On July 1st, the U.S. Court of Appeals for the Ninth Circuit upheld a recent ruling by Los Angeles federal judge Maame Ewusi-Mensah Frimpong, prohibiting immigration officers from using a person’s language proficiency or the nature of their employment as the sole basis for an arrest. The court said some of Frimpong’s temporary restraining order’s wording was vague, but “the defendant (the U.S. government) is unlikely to prevail on other arguments.”
Democratic Los Angeles Mayor Karen Bass called the appeals court’s ruling “a victory for the rule of law and the city of Los Angeles.”
The restraining order, issued by Frimpong on July 11th, prohibits immigration officers or agents from suspecting a person solely based on their race or ethnicity, whether they speak Spanish or English with an accent, whether they are in a specific location (such as a bus stop or a temporary worker pick-up point), or their type of employment. It also prohibits detention unless the officer or agent has “reasonable suspicion that the person being stopped is violating U.S. immigration laws while in the United States.”

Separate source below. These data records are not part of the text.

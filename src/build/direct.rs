//! Build without a shell: `dotnet publish`, then build, tag and push the
//! container image.

use std::env;
use std::fs;
use std::path::{Path, PathBuf};

use log::info;

use super::{BuildArtifact, BuildRequest, Builder};
use crate::command::{CommandRunner, ExternalCommand};
use crate::defaults::RUNTIME_IMAGE;
use crate::error::Result;
use crate::settings::Tools;

/// Dockerfile written next to the published output.
pub fn dockerfile(project_name: &str) -> String {
    format!(
        "FROM {} AS runtime\nWORKDIR /app\nCOPY /app ./\nENTRYPOINT [\"dotnet\", \"{}.dll\"]",
        RUNTIME_IMAGE, project_name
    )
}

/// The first `*.csproj` file in `dir`, in name order.
pub fn find_project_file(dir: &Path) -> Result<Option<PathBuf>> {
    let pattern = format!(
        "{}/*.csproj",
        glob::Pattern::escape(&dir.to_string_lossy())
    );
    let mut matches: Vec<PathBuf> = glob::glob(&pattern)?
        .filter_map(|entry| entry.ok())
        .filter(|p| p.is_file())
        .collect();
    matches.sort();
    Ok(matches.into_iter().next())
}

/// Publishes the project found in the working directory and, outside CI
/// mode, builds and pushes its image.
pub struct DirectBuilder<'a> {
    runner: &'a dyn CommandRunner,
    registry: String,
    dotnet: String,
    docker: String,
}

impl<'a> DirectBuilder<'a> {
    pub fn new(runner: &'a dyn CommandRunner, registry: &str, tools: &Tools) -> Self {
        Self {
            runner,
            registry: registry.to_string(),
            dotnet: tools.dotnet.clone(),
            docker: tools.docker.clone(),
        }
    }

    /// Runs one step; a non-zero exit or spawn failure aborts the build.
    fn step(&self, request: &BuildRequest<'_>, what: &str, cmd: ExternalCommand) -> Result<String> {
        let out = self
            .runner
            .run(&cmd)
            .map_err(|e| request.failure(format!("{} failed: {}", what, e)))?;
        if !out.success {
            return Err(request.failure(format!("{} failed: {}", what, out.output)));
        }
        Ok(out.output)
    }
}

impl Builder for DirectBuilder<'_> {
    fn name(&self) -> &'static str {
        "direct"
    }

    fn build(&self, request: &BuildRequest<'_>) -> Result<BuildArtifact> {
        let cwd = env::current_dir()?;
        let project_path = find_project_file(&cwd)?
            .ok_or_else(|| request.failure("No .csproj file found in the directory"))?;

        let project_file = project_path
            .file_name()
            .map(|n| n.to_string_lossy().into_owned())
            .unwrap_or_default();
        let project_name = project_path
            .file_stem()
            .map(|n| n.to_string_lossy().into_owned())
            .unwrap_or_default();
        info!("Project file: {}, Project name: {}", project_file, project_name);

        let release_folder = format!("bin/release/{}", project_name);
        let app_folder = format!("{}/app", release_folder);

        if Path::new(&release_folder).exists() {
            info!("Removing existing release folder: {}", release_folder);
            fs::remove_dir_all(&release_folder)?;
        }
        fs::create_dir_all(&app_folder)?;

        info!("Running dotnet publish...");
        let publish_dir = format!("./{}", app_folder);
        let output = self.step(
            request,
            "Dotnet publish",
            ExternalCommand::new(&self.dotnet).args([
                "publish",
                project_file.as_str(),
                "-c",
                "release",
                "-o",
                publish_dir.as_str(),
            ]),
        )?;

        let has_output = fs::read_dir(&app_folder)
            .map(|mut entries| entries.next().is_some())
            .unwrap_or(false);
        if !has_output {
            return Err(request.failure(format!(
                "Build completed but no output found in {}",
                app_folder
            )));
        }
        info!("Build completed successfully");

        if request.mode.is_publish_only() {
            info!("CI mode - skipping Docker build for {}", request.image_tag);
            return Ok(BuildArtifact {
                image: None,
                output,
            });
        }

        let dockerfile_path = format!("{}/Dockerfile", release_folder);
        fs::write(&dockerfile_path, dockerfile(&project_name))?;
        info!("Created Dockerfile at {}", dockerfile_path);

        let local_tag = format!("{}.{}", request.image_tag.to_lowercase(), request.version);
        let remote_tag = format!("{}:{}", self.registry, local_tag);

        let context = format!("{}/.", release_folder);

        info!("Building Docker image {}...", local_tag);
        self.step(
            request,
            "Docker build",
            ExternalCommand::new(&self.docker).args([
                "build",
                "-f",
                dockerfile_path.as_str(),
                "-t",
                local_tag.as_str(),
                context.as_str(),
            ]),
        )?;
        self.step(
            request,
            "Docker tag",
            ExternalCommand::new(&self.docker).args(["tag", local_tag.as_str(), remote_tag.as_str()]),
        )?;
        let output = self.step(
            request,
            "Docker push",
            ExternalCommand::new(&self.docker).args(["push", remote_tag.as_str()]),
        )?;

        info!("Successfully built and pushed {}", remote_tag);
        Ok(BuildArtifact {
            image: Some(remote_tag),
            output,
        })
    }
}
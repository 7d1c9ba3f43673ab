//! # Deployment YAML Updates
//!
//! After a successful gated build, each deployment YAML file listed for the
//! project is pointed at the new image. Files are looked up in a fixed list
//! of GitOps locations relative to the working directory; the first match
//! wins. The patch itself is delegated to `yq`, which rewrites
//! `.spec.template.spec.containers[0].image` in place.
//!
//! A file found in none of the locations is only a warning. A `yq` failure
//! on a file that was found fails the project.

use std::path::{Path, PathBuf};

use log::{info, warn};

use crate::command::{CommandRunner, ExternalCommand};
use crate::defaults::IMAGE_FIELD;
use crate::error::{Error, Result};
use crate::path::{first_existing, normalize};
use crate::settings::Settings;

/// Directories searched for deployment YAML, in priority order.
pub fn candidate_dirs(root: &Path, settings: &Settings) -> Vec<PathBuf> {
    let env = settings.env_dir();
    let repo = settings.repo.as_str();
    let gitops = settings.gitops_dir.as_str();
    [
        root.join("..").join(gitops).join(repo),
        root.join("modules").join(repo),
        root.join(gitops).join(repo),
        root.join("..").join(repo),
    ]
    .iter()
    .map(|base| normalize(&base.join(&env).join("base")))
    .collect()
}

/// `<registry>:<image_tag>.<version>`
pub fn image_reference(registry: &str, image_tag: &str, version: &str) -> String {
    format!("{}:{}.{}", registry, image_tag, version)
}

/// The `yq` invocation that sets the container image in `file`.
pub fn patch_command(yq: &str, file: &Path, image: &str) -> ExternalCommand {
    ExternalCommand::new(yq)
        .arg("-i")
        .arg(format!("{} = \"{}\"", IMAGE_FIELD, image))
        .arg(file.to_string_lossy())
}

/// Points every deployment file in `yaml_files` at the freshly built image.
pub fn update_yaml_files(
    root: &Path,
    settings: &Settings,
    runner: &dyn CommandRunner,
    yaml_files: &[String],
    image_tag: &str,
    version: &str,
) -> Result<()> {
    let dirs = candidate_dirs(root, settings);
    let image = image_reference(&settings.registry, image_tag, version);

    for yaml_file in yaml_files {
        let yaml_file = yaml_file.trim();
        let candidates: Vec<PathBuf> = dirs.iter().map(|d| d.join(yaml_file)).collect();

        let Some(yaml_path) = first_existing(&candidates) else {
            warn!("YAML file {} not found in any of these locations:", yaml_file);
            for candidate in &candidates {
                warn!("  {}", candidate.display());
            }
            continue;
        };

        info!("Updating {} with image: {}", yaml_path.display(), image);
        let cmd = patch_command(&settings.tools.yq, yaml_path, &image).current_dir(root);
        let out = runner.run(&cmd).map_err(|e| Error::DeploymentUpdate {
            file: yaml_file.to_string(),
            message: e.to_string(),
        })?;
        if !out.success {
            return Err(Error::DeploymentUpdate {
                file: yaml_file.to_string(),
                message: out.output,
            });
        }
    }

    Ok(())
}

Los Angeles has been a primary target of immigration raids by the Trump administration, where several workers waiting at bus stops have been stopped, harshly questioned, and detained without probable cause by immigration officers. Representatives of organizations including the United Farm Workers of America sued Homeland Security Secretary Noem, the Director of Immigration and Customs Enforcement (ICE), and others. Flympon issued the aforementioned temporary restraining order in response.
The appeals court, in its ruling upholding Flympon’s original decision, stated that even considering the four factors of “visible race or ethnicity, speaking Spanish or English with an accent, specific location, and type of work” together “is insufficient to establish reasonable suspicion for any particular stop” and that “no combination of these four factors satisfies the constitutional requirement of reasonable suspicion.”
Mark Rosenbaum, special counsel for Public Counsel and one of the plaintiffs, said on the 1st, “Today’s ruling sends a powerful message: the government cannot use racial profiling as an immigration enforcement tool to justify illegal behavior.” He added, “The Los Angeles raid by ICE officers was unconstitutional, lacking evidence, and rooted in fear and harmful stereotypes, not public safety.” Tricia McLaughlin, assistant secretary for Homeland Security, rejected the idea that immigration enforcement is based on race or ethnicity and accused “unelected judges” of undermining the “will of the American people.”